News
Featured Image
 Shutterstock.com

TORONTO, October 29, 2015 (LifeSiteNews) – The Justin Trudeau Liberal government may ask Canada’s Supreme Court for “at least” a six month extension of the court’s one-year deadline to draft a law regulating doctor-assisted suicide, according to an unnamed “senior Liberal source” quoted in a CBC report.

The top court struck down the Criminal Code’s prohibition on physician-assisted suicide on February 6, ruling that it violated the Charter of Rights’ guarantees of the right to life and security of person.

It also gave Parliament one year to come up with a law spelling out how doctors can legally kill people who ask them to do so.

On February 22, MP Trudeau, now prime minister in waiting, tabled a Liberal motion asking that a non-partisan committee be formed that would consult experts and produce draft legislation by the end of July.

Although he stated then that, “one year is hardly enough,” Trudeau was clear that his party supported the court’s ruling. “I believe that the Supreme Court made the right decision and that our laws must be consistent with its ruling because that is the right thing to do,” he told the House.

The Liberal Party’s members had voted nearly unanimously in February 2014 to decriminalize euthanasia and doctor-assisted suicide.

The Harper Conservative government ignored Trudeau’s motion and instead appointed a three-person panel in mid-July that has since consulted Canadians on “legislative options for assisted dying.”

Parliament was prorogued shortly afterward for the election campaign, and on August 14, the Ontario Liberal government announced it had formed the Provincial-Territorial Expert Advisory Group on physician-assisted suicide.

Critics denounced the Conservatives’ federal panel as biased, pointing out that two members, palliative care expert Dr. Harvey Max Chochinov, and disability studies expert Catherine Frazee, testified for the Crown in the BC Supreme Court Carter case, the case that ultimately led to the Supreme Court of Canada striking down the prohibition against doctor-assisted suicide.

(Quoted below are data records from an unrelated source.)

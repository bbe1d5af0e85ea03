//! Role-based scoping: which records a viewer is entitled to see at all.
//!
//! The whole policy is one table keyed by record kind, role, and mode:
//!
//! | Viewer role | Job records                        | Newsletter records |
//! |-------------|------------------------------------|--------------------|
//! | guest       | all                                | public only        |
//! | student     | all                                | public + own       |
//! | recruiter   | all; own only in `OwnOnly` mode    | public + own       |
//! | admin       | all                                | all                |
//!
//! Guests have no identity, so "public + own" collapses to "public only" for
//! them.

use crate::record::{Listing, RecordKind};
use crate::viewer::{Role, ScopeMode, ViewerContext};

/// Visibility rule selected from the policy table.
#[derive(Debug, Clone, Copy, PartialEq, Eq, Hash)]
pub enum Visibility {
    /// Every record, private or not.
    Everything,
    /// Public records plus private records the viewer owns.
    PublicOrOwned,
    /// Only records the viewer owns.
    OwnedOnly,
}

impl Visibility {
    /// Look up the rule for a record kind and viewer.
    #[must_use]
    pub const fn for_viewer(kind: RecordKind, role: Role, mode: ScopeMode) -> Self {
        match (kind, role, mode) {
            (RecordKind::Job, Role::Recruiter, ScopeMode::OwnOnly) => Self::OwnedOnly,
            (RecordKind::Job, _, _) | (RecordKind::Newsletter, Role::Admin, _) => Self::Everything,
            (RecordKind::Newsletter, _, _) => Self::PublicOrOwned,
        }
    }

    /// Returns `true` if `record` is visible to `viewer` under this rule.
    #[must_use]
    pub fn admits<R: Listing>(self, record: &R, viewer: &ViewerContext) -> bool {
        match self {
            Self::Everything => true,
            Self::PublicOrOwned => !record.is_private() || viewer.owns(record),
            Self::OwnedOnly => viewer.owns(record),
        }
    }
}

/// Returns `true` if `viewer` is entitled to see `record` before any search or
/// category narrowing.
#[must_use]
pub fn is_in_scope<R: Listing>(record: &R, viewer: &ViewerContext) -> bool {
    Visibility::for_viewer(R::KIND, viewer.role(), viewer.mode()).admits(record, viewer)
}

/// Returns the records `viewer` is entitled to see, in their original order.
///
/// # Examples
///
/// ```
/// use crackit_views::{NewsletterDraft, NewsletterRecord, OwnerRef, Role, ViewerContext, scope};
///
/// let private_note = NewsletterRecord::new(NewsletterDraft {
///     created_by: OwnerRef::new("u1", "Ada"),
///     is_private: true,
///     ..NewsletterDraft::default()
/// });
/// let records = vec![private_note];
///
/// assert!(scope(&records, &ViewerContext::signed_in("u2", Role::Student)).is_empty());
/// assert_eq!(scope(&records, &ViewerContext::signed_in("u1", Role::Student)).len(), 1);
/// assert_eq!(scope(&records, &ViewerContext::signed_in("u9", Role::Admin)).len(), 1);
/// ```
#[must_use]
pub fn scope<'a, R: Listing>(records: &'a [R], viewer: &ViewerContext) -> Vec<&'a R> {
    let visibility = Visibility::for_viewer(R::KIND, viewer.role(), viewer.mode());
    records
        .iter()
        .filter(|record| visibility.admits(*record, viewer))
        .collect()
}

But Alex Schadenberg, president of the Euthanasia Prevention Coalition says that the provincial panel convened by the Ontario Liberals is also a “stacked deck” of doctor-assisted suicide and euthanasia advocates, and its online questionnaire “skewed” in favor of permissive legislation.

With the election of a federal Liberal government on October 19, Schadenberg views the situation as “very serious” because anything is possible, he told LifeSiteNews.

“The fact is that the provinces have also gotten involved,” he said. “Provincial regulations would mean it would have to be dealt with as a form of health care, and that’s a disaster.”

“Our position is clear,” Schadenberg said. “If there’s going to be a law, it should be a federal law, because then it’s regulated across Canada as a Criminal Code issue, and not a health care issue.”

Schadenberg said that Trudeau could “take the language of the Supreme Court decision and impose it on us,” and that would “mean basically wide-open euthanasia” because the language the nine justices used in their unanimous decision was “very imprecise.”

The Supreme Court ruling’s criteria for determining who would be eligible to be killed legally by a doctor on request includes “any competent adult person who (1) clearly consents to the termination of life and (2) has a grievous and irremediable medical condition (including an illness, disease or disability) that causes enduring suffering that is intolerable to the individual in the circumstances of his or her condition.”

Schadenberg also says that it’s unclear if the Liberals will look at the Conservative-appointed panel’s consultation results. “Trudeau may or may not listen to them.”

Trudeau himself told the House of Commons in February that “I have a strong opinion. It is based on my personal experience, when I sat by my father in his final moments of life.”

Trudeau elaborated days later in an interview on CBC’s As it Happens, stating that Pierre Trudeau, who had been diagnosed with Parkinson’s Disease and died in 2000 of prostate cancer, “didn’t want to go through the kind of aggressive treatments that might have been there for his cancer, but would have degraded significantly his health and his lucidity in his final months.”

“And I think the Supreme Court clearly said that it’s a violation of Canadians’ fundamental rights to have the current legislation in place,” he said then. “So it’s given us 12 months to go back to the drawing board and figure out a way to both uphold Canadians’ rights and protect the most vulnerable.”

The Liberal Party media staff did not return a call from LifeSiteNews by deadline.